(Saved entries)

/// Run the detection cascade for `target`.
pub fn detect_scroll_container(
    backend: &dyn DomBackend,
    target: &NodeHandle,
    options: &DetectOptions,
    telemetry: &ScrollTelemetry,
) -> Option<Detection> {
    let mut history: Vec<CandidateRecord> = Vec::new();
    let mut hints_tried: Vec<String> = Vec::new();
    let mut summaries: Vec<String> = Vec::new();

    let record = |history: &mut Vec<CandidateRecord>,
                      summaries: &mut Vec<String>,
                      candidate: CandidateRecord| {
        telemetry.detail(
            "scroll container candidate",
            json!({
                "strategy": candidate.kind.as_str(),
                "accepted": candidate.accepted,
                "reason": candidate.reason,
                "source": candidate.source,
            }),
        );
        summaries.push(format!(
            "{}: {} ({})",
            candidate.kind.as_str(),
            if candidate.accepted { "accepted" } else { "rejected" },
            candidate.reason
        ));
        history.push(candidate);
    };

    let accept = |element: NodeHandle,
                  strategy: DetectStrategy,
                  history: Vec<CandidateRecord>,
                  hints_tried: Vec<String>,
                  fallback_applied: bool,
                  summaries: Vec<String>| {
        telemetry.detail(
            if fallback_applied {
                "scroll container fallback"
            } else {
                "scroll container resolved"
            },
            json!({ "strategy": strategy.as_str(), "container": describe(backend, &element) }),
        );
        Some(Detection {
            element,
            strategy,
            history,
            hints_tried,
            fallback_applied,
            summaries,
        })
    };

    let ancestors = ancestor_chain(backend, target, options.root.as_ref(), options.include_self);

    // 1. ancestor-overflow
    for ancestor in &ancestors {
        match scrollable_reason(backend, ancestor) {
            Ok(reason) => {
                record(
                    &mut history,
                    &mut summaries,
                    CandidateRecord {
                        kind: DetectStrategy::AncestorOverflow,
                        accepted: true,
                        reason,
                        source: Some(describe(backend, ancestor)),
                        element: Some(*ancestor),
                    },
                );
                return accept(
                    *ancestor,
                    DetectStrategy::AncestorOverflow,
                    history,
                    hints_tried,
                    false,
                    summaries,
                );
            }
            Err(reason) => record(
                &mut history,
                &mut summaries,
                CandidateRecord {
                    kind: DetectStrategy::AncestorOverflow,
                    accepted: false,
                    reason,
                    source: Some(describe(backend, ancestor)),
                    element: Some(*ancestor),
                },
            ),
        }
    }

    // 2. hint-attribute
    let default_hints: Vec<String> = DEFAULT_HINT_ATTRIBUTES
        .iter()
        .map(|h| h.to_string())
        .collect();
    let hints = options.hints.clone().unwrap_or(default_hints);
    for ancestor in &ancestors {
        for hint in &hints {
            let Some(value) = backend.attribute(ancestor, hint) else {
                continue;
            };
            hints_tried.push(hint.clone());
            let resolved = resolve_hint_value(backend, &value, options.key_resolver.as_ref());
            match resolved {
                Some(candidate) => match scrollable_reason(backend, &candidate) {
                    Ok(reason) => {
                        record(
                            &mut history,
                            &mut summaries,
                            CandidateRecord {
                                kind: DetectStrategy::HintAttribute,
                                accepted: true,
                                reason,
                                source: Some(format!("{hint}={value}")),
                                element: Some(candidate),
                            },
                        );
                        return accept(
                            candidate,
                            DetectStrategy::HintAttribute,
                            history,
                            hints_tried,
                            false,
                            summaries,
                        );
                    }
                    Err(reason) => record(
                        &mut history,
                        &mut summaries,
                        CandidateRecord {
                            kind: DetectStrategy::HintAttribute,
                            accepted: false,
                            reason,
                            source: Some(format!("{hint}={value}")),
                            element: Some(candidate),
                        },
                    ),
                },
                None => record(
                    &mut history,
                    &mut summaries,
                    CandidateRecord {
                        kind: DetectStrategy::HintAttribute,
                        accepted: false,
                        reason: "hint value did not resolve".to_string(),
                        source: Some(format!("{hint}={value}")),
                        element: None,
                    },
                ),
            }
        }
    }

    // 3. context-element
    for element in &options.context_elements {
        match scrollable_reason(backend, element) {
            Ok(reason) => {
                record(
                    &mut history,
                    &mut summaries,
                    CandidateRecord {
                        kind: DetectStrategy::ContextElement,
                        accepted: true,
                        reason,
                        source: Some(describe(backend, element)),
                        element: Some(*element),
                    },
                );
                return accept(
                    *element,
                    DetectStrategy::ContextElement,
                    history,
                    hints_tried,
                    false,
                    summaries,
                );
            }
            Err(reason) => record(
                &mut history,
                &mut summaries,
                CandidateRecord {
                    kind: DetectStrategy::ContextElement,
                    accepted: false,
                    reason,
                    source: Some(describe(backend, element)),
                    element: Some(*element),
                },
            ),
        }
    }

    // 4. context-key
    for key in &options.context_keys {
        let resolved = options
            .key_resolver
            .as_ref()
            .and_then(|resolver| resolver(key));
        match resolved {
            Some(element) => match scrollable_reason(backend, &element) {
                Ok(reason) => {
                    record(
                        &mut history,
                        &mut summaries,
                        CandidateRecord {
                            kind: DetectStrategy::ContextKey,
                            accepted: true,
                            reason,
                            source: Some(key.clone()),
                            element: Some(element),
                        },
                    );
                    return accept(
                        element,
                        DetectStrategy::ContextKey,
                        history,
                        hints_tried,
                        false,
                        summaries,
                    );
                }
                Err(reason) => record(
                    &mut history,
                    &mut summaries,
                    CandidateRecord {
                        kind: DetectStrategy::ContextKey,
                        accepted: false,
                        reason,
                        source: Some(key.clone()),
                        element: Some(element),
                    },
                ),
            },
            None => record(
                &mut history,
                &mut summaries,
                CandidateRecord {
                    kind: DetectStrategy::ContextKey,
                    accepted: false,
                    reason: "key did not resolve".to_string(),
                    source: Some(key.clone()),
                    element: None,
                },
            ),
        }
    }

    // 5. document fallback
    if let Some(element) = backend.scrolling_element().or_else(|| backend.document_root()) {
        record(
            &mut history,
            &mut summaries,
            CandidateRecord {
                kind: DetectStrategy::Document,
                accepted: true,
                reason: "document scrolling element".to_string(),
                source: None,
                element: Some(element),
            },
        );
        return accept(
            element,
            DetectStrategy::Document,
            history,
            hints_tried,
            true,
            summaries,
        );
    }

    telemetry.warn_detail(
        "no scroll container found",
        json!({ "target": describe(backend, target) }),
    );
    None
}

» WHAT TO PRODUCE
Please say how many lines in the records above contain the word "value", and give only that number.

» RESPONSE TO THIS TASK
6